Mas o teu discurso, a meu ver, suporta melhor as minhas conclusões do que as tuas, o que só se compreende pela diferente avaliação que fazemos da gravação recentemente difundida. Para ti, ela tem uma importância grande; para mim, foi uma tentativa apressada de responder ao A.Marinho.Uma tentativa rodeada dos mesmos métodos rasteiros que têm conduzido a diversas outras "revelações".
Aliás,o tipo de lógica que te conduz a imputar as consequências que imputas ao referido evento, pode parecer identificado com a ideia de que alguém a quem terceiros numa conversa em que o próprio não participa imputem um crime, deva ter que provar a sua inocência.
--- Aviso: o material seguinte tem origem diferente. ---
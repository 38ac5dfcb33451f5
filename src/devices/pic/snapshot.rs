/*
    pic8259_core

    devices::pic::snapshot.rs

    The persisted per-unit field set (version 1): exactly the sixteen
    fields listed below, each stored as an 8-bit value, in this order. This
    mirrors the source's VMStateField table but through serde rather than a
    bespoke save-file format - serializing the fields is this crate's job;
    picking a wire format and writing it to disk is the host's.
*/

use serde::{Deserialize, Serialize};

use crate::devices::pic::unit::{InitState, PicUnit, UnitId};

pub const SNAPSHOT_VERSION: u32 = 1;

#[derive(Copy, Clone, Debug, PartialEq, Eq, Serialize, Deserialize)]
pub struct PicUnitSnapshot {
    pub last_irr: u8,
    pub irr: u8,
    pub imr: u8,
    pub isr: u8,
    pub priority_add: u8,
    pub irq_base: u8,
    pub read_reg_select: u8,
    pub poll: u8,
    pub special_mask: u8,
    pub init_state: u8,
    pub auto_eoi: u8,
    pub rotate_on_auto_eoi: u8,
    pub special_fully_nested_mode: u8,
    pub init4: u8,
    pub single_mode: u8,
    pub elcr: u8,
}

impl From<&PicUnit> for PicUnitSnapshot {
    fn from(u: &PicUnit) -> Self {
        Self {
            last_irr: u.last_irr,
            irr: u.irr,
            imr: u.imr,
            isr: u.isr,
            priority_add: u.priority_add,
            irq_base: u.irq_base,
            read_reg_select: u.read_reg_select as u8,
            poll: u.poll as u8,
            special_mask: u.special_mask as u8,
            init_state: u.init_state.as_u8(),
            auto_eoi: u.auto_eoi as u8,
            rotate_on_auto_eoi: u.rotate_on_auto_eoi as u8,
            special_fully_nested_mode: u.special_fully_nested_mode as u8,
            init4: u.init4 as u8,
            single_mode: u.single_mode as u8,
            elcr: u.elcr.raw(),
        }
    }
}

impl PicUnitSnapshot {
    /// Restore `unit`'s registers from this snapshot. `unit.id` and the
    /// ELCR's writable-bit mask (fixed wiring, not a register) are left
    /// untouched.
    pub fn apply_to(&self, unit: &mut PicUnit) {
        unit.last_irr = self.last_irr;
        unit.irr = self.irr;
        unit.imr = self.imr;
        unit.isr = self.isr;
        unit.priority_add = self.priority_add;
        unit.irq_base = self.irq_base;
        unit.read_reg_select = self.read_reg_select != 0;
        unit.poll = self.poll != 0;
        unit.special_mask = self.special_mask != 0;
        unit.init_state = InitState::from_u8(self.init_state);
        unit.auto_eoi = self.auto_eoi != 0;
        unit.rotate_on_auto_eoi = self.rotate_on_auto_eoi != 0;
        unit.special_fully_nested_mode = self.special_fully_nested_mode != 0;
        unit.init4 = self.init4 != 0;
        unit.single_mode = self.single_mode != 0;
        unit.elcr.set_raw(self.elcr);
    }
}

#[derive(Copy, Clone, Debug, PartialEq, Eq, Serialize, Deserialize)]
pub struct PicPairSnapshot {
    pub version: u32,
    pub master: PicUnitSnapshot,
    pub slave: PicUnitSnapshot,
}

impl PicPairSnapshot {
    pub fn new(master: &PicUnit, slave: &PicUnit) -> Self {
        debug_assert_eq!(master.id, UnitId::Master);
        debug_assert_eq!(slave.id, UnitId::Slave);
        Self {
            version: SNAPSHOT_VERSION,
            master: PicUnitSnapshot::from(master),
            slave: PicUnitSnapshot::from(slave),
        }
    }
}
Como me parece que assim não pode ser, pelas razões que conheces, bem claras no que tenho escrito em "O Grande Zoo", o que me parece que é central neste caso é a provável existência de uma conspiração para prejudicar politicamente um partido e para dificultar ilegitimamente o exercício de um poder que se exerce democraticamente.
Como tem sido dito, nem o primeiro-ministro, nem qualquer actual ou antigo dirigente de qualquer partido está acima da lei. Se cometer crimes deve pagar como qualquer outro cidadão. Mas, do mesmo modo, nenhum deles pode estar sujeito a ser enxovalhado na praça pública sem que se possa e deva defender.
Como pode constatar quem se der ao trabalho de ler o meu blog,embora seja militante do PS, estou muito longe de apoiar muitas das políticas conduzidas por este governo, mas neste caso estou profundamente convencido de que estamos perante uma lamentáveltentativa de instrumentalização do aparelho judicial para atingir objectivos políticos. Instrumentalização, para mim especialmente visível, não tanto no modo como o processo em si próprio tem sido conduzido, mas pela mistura de fugas ilrgais de informação com estratégias de exposição mediática cirurgicamente doseadas e praticadas.
Portanto, se faço votos, como todos nós, para que todos os culpados no Processo Freeport sofram um justo castigo, sejam eles quem forem. Também, sustento que os culpados da utilização conspirativa do Processo Freeport sejam igualmente descobertos e punidos com justiça, sejam eles quem forem.